=== THE TASK ===
The answer is to be an exact copy of the lines below running from the line with "pub mod package_query;" down to the line with "pub fn get_messages(&self)", both ends included, and nothing more.

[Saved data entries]
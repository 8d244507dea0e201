//! Configuration file support for pacrev.
//!
//! Provides YAML-based configuration through `pacrev.config.yml` files,
//! including data structures, file loading, and validation. Command-line
//! flags always take precedence over file values.

use anyhow::Context;
use serde::Deserialize;
use std::collections::HashMap;
use std::path::Path;

use crate::shared::error::ReportError;
use crate::shared::Result;

const CONFIG_FILENAME: &str = "pacrev.config.yml";

/// Top-level configuration file schema.
#[derive(Debug, Deserialize, Default)]
pub struct ConfigFile {
    /// Report destination path; stdout when absent.
    pub output: Option<String>,
    /// Bounded wait per reverse-dependency lookup, in seconds.
    pub timeout_secs: Option<u64>,
    /// Suppress progress output.
    pub quiet: Option<bool>,
    /// Captures unknown fields for warnings.
    #[serde(flatten)]
    pub unknown_fields: HashMap<String, serde_yaml_ng::Value>,
}

/// Load config from an explicit path. Returns an error if the file is not found.
pub fn load_config_from_path(path: &Path) -> Result<ConfigFile> {
    let content = std::fs::read_to_string(path).with_context(|| {
        format!(
            "Failed to read config file: {}\n\n💡 Hint: Check that the file exists and is readable.",
            path.display()
        )
    })?;

    let config: ConfigFile = serde_yaml_ng::from_str(&content).with_context(|| {
        format!(
            "Failed to parse config file: {}\n\n💡 Hint: Ensure the file contains valid YAML syntax.",
            path.display()
        )
    })?;

    validate_config(path, &config)?;
    warn_unknown_fields(&config);

    Ok(config)
}

/// Auto-discover config in a directory. Returns `None` silently if not found.
pub fn discover_config(dir: &Path) -> Result<Option<ConfigFile>> {
    let config_path = dir.join(CONFIG_FILENAME);

    if !config_path.exists() {
        return Ok(None);
    }

    let config = load_config_from_path(&config_path)?;
    Ok(Some(config))
}

/// Validate the loaded configuration.
fn validate_config(path: &Path, config: &ConfigFile) -> Result<()> {
    if let Some(timeout_secs) = config.timeout_secs {
        if timeout_secs == 0 {
            return Err(ReportError::InvalidConfig {
                path: path.to_path_buf(),
                reason: "timeout_secs must be at least 1".to_string(),
            }
            .into());
        }
    }
    Ok(())
}

/// Warn about unknown fields in the config file.
fn warn_unknown_fields(config: &ConfigFile) {
    for key in config.unknown_fields.keys() {
        eprintln!("⚠️  Warning: Unknown config field '{}' will be ignored.", key);
    }
}
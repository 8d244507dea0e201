use super::Category;
use std::collections::BTreeMap;

/// CategorizedReport aggregate: the finished, presentation-ready grouping of
/// dependencies by category.
///
/// Categories iterate in rule-priority order (`Category`'s `Ord`) and
/// dependencies iterate alphabetically within a category; both fall out of
/// the `BTreeMap` keys. Only non-empty categories exist in the map, so empty
/// sections never reach the formatter.
#[derive(Debug, Clone, Default, PartialEq)]
pub struct CategorizedReport {
    sections: BTreeMap<Category, BTreeMap<String, Vec<String>>>,
}

impl CategorizedReport {
    pub fn new() -> Self {
        Self::default()
    }

    /// Inserts a dependency with its already filtered, deduplicated, and
    /// sorted explicit dependers.
    pub fn insert(&mut self, category: Category, dependency: String, dependers: Vec<String>) {
        self.sections
            .entry(category)
            .or_default()
            .insert(dependency, dependers);
    }

    pub fn sections(&self) -> &BTreeMap<Category, BTreeMap<String, Vec<String>>> {
        &self.sections
    }

    /// Total number of dependencies retained across all categories.
    pub fn dependency_count(&self) -> usize {
        self.sections.values().map(|deps| deps.len()).sum()
    }

    pub fn category_count(&self) -> usize {
        self.sections.len()
    }

    pub fn is_empty(&self) -> bool {
        self.sections.is_empty()
    }
}
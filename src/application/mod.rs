/// Application layer: use cases, DTOs, and read models
pub mod dto;
pub mod read_models;
pub mod use_cases;
//! pacrev - reverse-dependency report generator for pacman systems
//!
//! This library identifies explicitly installed packages that are also
//! dependencies of other explicitly installed packages, categorizes them by
//! keyword rules, and renders a plain-text report. It follows hexagonal
//! architecture and Domain-Driven Design principles.
//!
//! # Architecture
//!
//! The library is organized into the following layers:
//!
//! - **Domain Layer** (`report_generation`): Pure aggregation and
//!   categorization logic and domain models
//! - **Application Layer** (`application`): Use cases, DTOs, and read models
//! - **Ports** (`ports`): Interface definitions for infrastructure
//! - **Adapters** (`adapters`): Concrete implementations of ports
//! - **Shared** (`shared`): Common utilities and error types
//!
//! # Example
//!
//! ```no_run
//! use pacrev::prelude::*;
//! use std::time::Duration;
//!
//! # #[tokio::main]
//! # async fn main() -> Result<()> {
//! // Create adapters
//! let package_query = PacmanQuery::new(Duration::from_secs(5));
//! let progress_reporter = StderrProgressReporter::new();
//!
//! // Create use case
//! let use_case = GenerateReportUseCase::new(package_query, progress_reporter);
//!
//! // Execute
//! let response = use_case.execute().await?;
//!
//! // Format output
//! let formatter = PlainTextFormatter::new();
//! let output = formatter.format(&response.read_model)?;
//! println!("{}", output);
//! # Ok(())
//! # }
//! ```

pub mod adapters;
pub mod application;
pub mod config;
pub mod ports;
pub mod report_generation;
pub mod shared;

/// Prelude module for convenient imports
pub mod prelude {
    pub use crate::adapters::outbound::console::{SilentProgressReporter, StderrProgressReporter};
    pub use crate::adapters::outbound::filesystem::{FileSystemWriter, StdoutPresenter};
    pub use crate::adapters::outbound::formatters::PlainTextFormatter;
    pub use crate::adapters::outbound::pacman::{PacmanQuery, DEFAULT_LOOKUP_TIMEOUT_SECS};
    pub use crate::application::dto::ReportResponse;
    pub use crate::application::read_models::{
        CategorySectionView, DependencyView, ReportReadModel,
    };
    pub use crate::application::use_cases::GenerateReportUseCase;
    pub use crate::ports::outbound::{
        OutputPresenter, PackageQuery, ProgressReporter, ReportFormatter,
    };
    pub use crate::report_generation::domain::{
        categorize, CategorizedReport, Category, DependencyMap,
    };
    pub use crate::report_generation::services::DependencyAggregator;
    pub use crate::shared::error::{ExitCode, ReportError};
    pub use crate::shared::Result;
}
/// Outbound ports (Driven ports) - Infrastructure interfaces
///
/// These ports define the interfaces that the application core uses
/// to interact with external systems (package manager, file system,
/// console, etc.).
pub mod output_presenter;
pub mod package_query;
pub mod progress_reporter;
pub mod report_formatter;

pub use output_presenter::OutputPresenter;
pub use package_query::PackageQuery;
pub use progress_reporter::ProgressReporter;
pub use report_formatter::ReportFormatter;
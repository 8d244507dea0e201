use pacrev::prelude::*;

/// Mock ProgressReporter for testing that captures messages
#[derive(Default, Clone)]
pub struct MockProgressReporter {
    pub messages: std::sync::Arc<std::sync::Mutex<Vec<String>>>,
}

impl MockProgressReporter {
    pub fn new() -> Self {
        Self {
            messages: std::sync::Arc::new(std::sync::Mutex::new(Vec::new())),
        }
    }

    pub fn get_messages(&self) -> Vec<String> {
        self.messages.lock().unwrap().clone()
    }

    pub fn message_count(&self) -> usize {
        self.messages.lock().unwrap().len()
    }
}

impl ProgressReporter for MockProgressReporter {
    fn report(&self, message: &str) {
        self.messages.lock().unwrap().push(message.to_string());
    }

    fn report_progress(&self, current: usize, total: usize, message: Option<&str>) {
        let msg = if let Some(m) = message {
            format!("Progress: {}/{} - {}", current, total, m)
        } else {
            format!("Progress: {}/{}", current, total)
        };
        self.messages.lock().unwrap().push(msg);
    }

    fn report_error(&self, message: &str) {
        self.messages
            .lock()
            .unwrap()
            .push(format!("Error: {}", message));
    }

    fn report_completion(&self, message: &str) {
        self.messages
            .lock()
            .unwrap()
            .push(format!("Completed: {}", message));
    }
}
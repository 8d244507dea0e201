mod adapters;
mod application;
mod cli;
mod config;
mod ports;
mod report_generation;
mod shared;

use adapters::outbound::console::{SilentProgressReporter, StderrProgressReporter};
use adapters::outbound::filesystem::{FileSystemWriter, StdoutPresenter};
use adapters::outbound::formatters::PlainTextFormatter;
use adapters::outbound::pacman::PacmanQuery;
use application::use_cases::GenerateReportUseCase;
use cli::Args;
use ports::outbound::{OutputPresenter, PackageQuery, ProgressReporter, ReportFormatter};
use shared::error::ExitCode;
use shared::Result;
use std::process;
use std::time::Duration;

#[tokio::main]
async fn main() {
    if let Err(e) = run().await {
        eprintln!("\n❌ An error occurred:\n");
        eprintln!("{}", e);

        // Display error chain
        let mut source = e.source();
        while let Some(err) = source {
            eprintln!("\nCaused by: {}", err);
            source = err.source();
        }

        eprintln!();
        process::exit(ExitCode::ApplicationError.as_i32());
    }
}

async fn run() -> Result<()> {
    // Parse command-line arguments and merge in any config file
    let args = Args::parse_args();
    let options = args.resolve()?;

    let lookup_timeout = Duration::from_secs(options.timeout_secs);

    // Create adapters (Dependency Injection) and generate the report
    let formatted_output = if options.quiet {
        generate(
            PacmanQuery::new(lookup_timeout),
            SilentProgressReporter::new(),
        )
        .await?
    } else {
        generate(
            PacmanQuery::new(lookup_timeout),
            StderrProgressReporter::new(),
        )
        .await?
    };

    // Present output
    let presenter: Box<dyn OutputPresenter> = match options.output {
        Some(output_path) => Box::new(FileSystemWriter::new(output_path)),
        None => Box::new(StdoutPresenter::new()),
    };

    presenter.present(&formatted_output)?;

    Ok(())
}

/// Runs the use case with the given port implementations and renders the
/// report to its final text form.
async fn generate<Q, PR>(package_query: Q, progress_reporter: PR) -> Result<String>
where
    Q: PackageQuery,
    PR: ProgressReporter,
{
    let use_case = GenerateReportUseCase::new(package_query, progress_reporter);
    let response = use_case.execute().await?;

    let formatter = PlainTextFormatter::new();
    formatter.format(&response.read_model)
}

=== ANSWER FOR THE TASK ===
pub mod package_query;
pub mod progress_reporter;
pub mod report_formatter;

pub use output_presenter::OutputPresenter;
pub use package_query::PackageQuery;
pub use progress_reporter::ProgressReporter;
pub use report_formatter::ReportFormatter;
repository 8d244507dea0e201
use pacrev::prelude::*;

/// Mock ProgressReporter for testing that captures messages
#[derive(Default, Clone)]
pub struct MockProgressReporter {
    pub messages: std::sync::Arc<std::sync::Mutex<Vec<String>>>,
}

impl MockProgressReporter {
    pub fn new() -> Self {
        Self {
            messages: std::sync::Arc::new(std::sync::Mutex::new(Vec::new())),
        }
    }

    pub fn get_messages(&self) -> Vec<String> {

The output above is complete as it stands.